Diagnosing the usual suspects
Three patterns cover most of the uniqueness/selectivity-shaped bugs in production:
“This query got slow and nothing changed.” Run EXPLAIN ANALYZE. Compare estimated to actual row counts on each node. A large ratio (10x+) means the planner has stale statistics, missing extended statistics on correlated columns, or both. Refresh stats with ANALYZE; add extended statistics if a compound predicate is the source.
“I built an index and the planner ignores it.” Check the column’s selectivity directly: distinct values over total. Below ~5%, a sequential scan is usually the right choice and the planner isn’t wrong. If selectivity is high, check for functions in the WHERE clause (non-SARGable predicates), implicit type casts (an indexed BIGINT column filtered with a VARCHAR literal can fall off the index), or stale statistics underreporting the column’s uniqueness.
“My UPSERT corrupts data under load.” Check which unique key it’s targeting. In MySQL, ON DUPLICATE KEY UPDATE fires on conflict with any unique key, including ones added after the query was written. In PostgreSQL, partial unique indexes require the predicate in ON CONFLICT; mismatches silently fall through to insert rather than update.
The mental model
Uniqueness and selectivity collapse to two questions that both the planner and the engineer need answered for every table and query:
- How many rows per key? Uniqueness. Determines whether joins multiply, whether UPSERTs target the right constraint, and whether aggregations can be trusted.
- How many distinct values relative to total? Selectivity. Determines whether indexes help, which join order the planner picks, and how badly a compound filter will miss.

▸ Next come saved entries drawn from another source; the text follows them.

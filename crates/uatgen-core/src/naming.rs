//! Identifier case helpers used for module names and handler lookup.

/// Uppercase the first character, leaving the rest untouched.
pub fn ucfirst(s: &str) -> String {
    let mut chars = s.chars();
    match chars.next() {
        Some(first) => first.to_uppercase().chain(chars).collect(),
        None => String::new(),
    }
}

/// `EnsureUserIsAdmin` -> `ensure_user_is_admin`.
pub fn snake_case(s: &str) -> String {
    delimited(s, '_')
}

/// `EnsureUserIsAdmin` -> `ensure-user-is-admin`.
pub fn kebab_case(s: &str) -> String {
    delimited(s, '-')
}

fn delimited(s: &str, delimiter: char) -> String {
    let mut out = String::with_capacity(s.len() + 4);
    for (i, ch) in s.chars().enumerate() {
        if ch.is_uppercase() {
            if i > 0 {
                out.push(delimiter);
            }
            out.extend(ch.to_lowercase());
        } else {
            out.push(ch);
        }
    }
    out
}

const IRREGULAR_PLURALS: &[(&str, &str)] = &[
    ("People", "Person"),
    ("Children", "Child"),
    ("Men", "Man"),
    ("Women", "Woman"),
    ("Mice", "Mouse"),
    ("Data", "Datum"),
];

/// English singular of a PascalCase noun. Heuristic: the final word only.
pub fn singularize(word: &str) -> String {
    for (plural, singular) in IRREGULAR_PLURALS {
        if let Some(stem) = word.strip_suffix(plural) {
            return format!("{stem}{singular}");
        }
    }
    if let Some(stem) = word.strip_suffix("ies")
        && !stem.is_empty()
    {
        return format!("{stem}y");
    }
    for suffix in ["sses", "xes", "ches", "shes", "zzes"] {
        if word.ends_with(suffix) {
            return word[..word.len() - 2].to_string();
        }
    }
    if word.ends_with('s') && !word.ends_with("ss") && !word.ends_with("us") && word.len() > 1 {
        return word[..word.len() - 1].to_string();
    }
    word.to_string()
}
//! Route selection and module grouping.

use crate::naming::ucfirst;
use crate::route::Route;

/// Module name for routes with neither a dotted name nor a path segment.
pub const ROOT_MODULE: &str = "Dashboard";

/// Routes eligible for UAT documentation, in route-table order.
///
/// A route is kept when it answers GET, is not under an excluded prefix,
/// has no path parameters, and is a web (not API) route.
pub fn select_routes<'a>(all_routes: &'a [Route], excluded_prefixes: &[String]) -> Vec<&'a Route> {
    all_routes
        .iter()
        .filter(|route| {
            route.accepts_get()
                && !is_excluded(route, excluded_prefixes)
                && !route.uri.contains('{')
                && is_web_route(route)
        })
        .collect()
}

pub fn is_excluded(route: &Route, excluded_prefixes: &[String]) -> bool {
    excluded_prefixes
        .iter()
        .any(|prefix| route.uri.starts_with(prefix.as_str()))
}

pub fn is_web_route(route: &Route) -> bool {
    route.has_middleware("web") || (!route.uri.starts_with("api/") && !route.has_middleware("api"))
}

/// Module a route is documented under.
///
/// `billing.invoices.show` -> `Billing`; unnamed `reports` -> `Reports`;
/// unnamed `/` -> `Dashboard`.
pub fn module_for_route(route: &Route) -> String {
    if let Some(name) = route.name.as_deref()
        && let Some((first, _)) = name.split_once('.')
        && !first.is_empty()
    {
        return ucfirst(first);
    }

    route
        .uri
        .trim_matches('/')
        .split('/')
        .next()
        .filter(|segment| !segment.is_empty())
        .map(ucfirst)
        .unwrap_or_else(|| ROOT_MODULE.to_string())
}

/// Group routes by module, keeping first-seen order of modules and routes.
pub fn group_by_module<'a>(routes: &[&'a Route]) -> Vec<(String, Vec<&'a Route>)> {
    let mut groups: Vec<(String, Vec<&'a Route>)> = Vec::new();
    for route in routes {
        let module = module_for_route(route);
        match groups.iter_mut().find(|(name, _)| *name == module) {
            Some((_, members)) => members.push(route),
            None => groups.push((module, vec![route])),
        }
    }
    groups
}

#[cfg(test)]
mod tests {
    use super::*;

    fn prefixes(items: &[&str]) -> Vec<String> {
        items.iter().map(|s| s.to_string()).collect()
    }

    #[test]
    fn module_derivation_examples() {
        let named = Route::new("billing/invoices/1", &["GET"]).with_name("billing.invoices.show");
        assert_eq!(module_for_route(&named), "Billing");

        assert_eq!(module_for_route(&Route::new("/", &["GET"])), "Dashboard");
        assert_eq!(module_for_route(&Route::new("", &["GET"])), "Dashboard");
        assert_eq!(module_for_route(&Route::new("reports", &["GET"])), "Reports");

        let undotted = Route::new("settings/profile", &["GET"]).with_name("profile");
        assert_eq!(module_for_route(&undotted), "Settings");
    }

    #[test]
    fn selection_applies_every_filter() {
        let routes = vec![
            Route::new("users", &["GET", "HEAD"]).with_middleware(["web", "auth"]),
            Route::new("users", &["POST"]).with_middleware(["web"]),
            Route::new("telescope/requests", &["GET"]),
            Route::new("users/{user}", &["GET"]).with_middleware(["web"]),
            Route::new("api/users", &["GET"]).with_middleware(["api"]),
            Route::new("reports", &["GET"]).with_middleware(["api"]),
            Route::new("api/legacy", &["GET"]).with_middleware(["web"]),
            Route::new("about", &["GET"]),
        ];
        let kept: Vec<&str> = select_routes(&routes, &prefixes(&["telescope"]))
            .into_iter()
            .map(|r| r.uri.as_str())
            .collect();
        assert_eq!(kept, vec!["users", "api/legacy", "about"]);
    }

    #[test]
    fn excluded_prefix_match_is_literal_and_case_sensitive() {
        let routes = vec![
            Route::new("Admin/panel", &["GET"]),
            Route::new("admin/panel", &["GET"]),
            Route::new("administrators", &["GET"]),
        ];
        let kept: Vec<&str> = select_routes(&routes, &prefixes(&["admin"]))
            .into_iter()
            .map(|r| r.uri.as_str())
            .collect();
        assert_eq!(kept, vec!["Admin/panel"]);
    }

    #[test]
    fn grouping_preserves_first_seen_order() {
        let routes = vec![
            Route::new("users", &["GET"]).with_name("users.index"),
            Route::new("/", &["GET"]),
            Route::new("users/create", &["GET"]).with_name("users.create"),
            Route::new("reports", &["GET"]),
        ];
        let selected: Vec<&Route> = routes.iter().collect();
        let groups = group_by_module(&selected);
        let shape: Vec<(&str, Vec<&str>)> = groups
            .iter()
            .map(|(name, members)| {
                (
                    name.as_str(),
                    members.iter().map(|r| r.uri.as_str()).collect(),
                )
            })
            .collect();
        assert_eq!(
            shape,
            vec![
                ("Users", vec!["users", "users/create"]),
                ("Dashboard", vec!["/"]),
                ("Reports", vec!["reports"]),
            ]
        );
    }
}
use std::fs;
use std::path::Path;
use uatgen_core::UatConfig;

pub fn write_default_config(path: &Path, force: bool) -> Result<(), String> {
    if path.exists() && !force {
        return Err(format!(
            "{} already exists (use --force to overwrite)",
            path.display()
        ));
    }
    let text = UatConfig::default()
        .to_toml_string()
        .map_err(|e| e.to_string())?;
    if let Some(parent) = path.parent()
        && !parent.as_os_str().is_empty()
    {
        fs::create_dir_all(parent)
            .map_err(|e| format!("failed to create {}: {e}", parent.display()))?;
    }
    fs::write(path, text).map_err(|e| format!("failed to write {}: {e}", path.display()))
}

pub fn run(path: String, force: bool) {
    write_default_config(Path::new(&path), force).unwrap_or_else(|e| {
        eprintln!("error: {e}");
        std::process::exit(1);
    });
    println!("uatgen init-config {path}");
}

Both answers are visible to the planner if the constraints are declared and the statistics are current. Both become guesswork when they’re not. The habit that pays off isn’t heroic query tuning. It’s keeping the database’s model of the data honest: declare the unique constraints that exist (including composite ones on bridge tables), refresh statistics on busy tables, add extended statistics where correlation has burned you before, and read EXPLAIN ANALYZE for the ratio between estimated and actual rows every time a query slows down.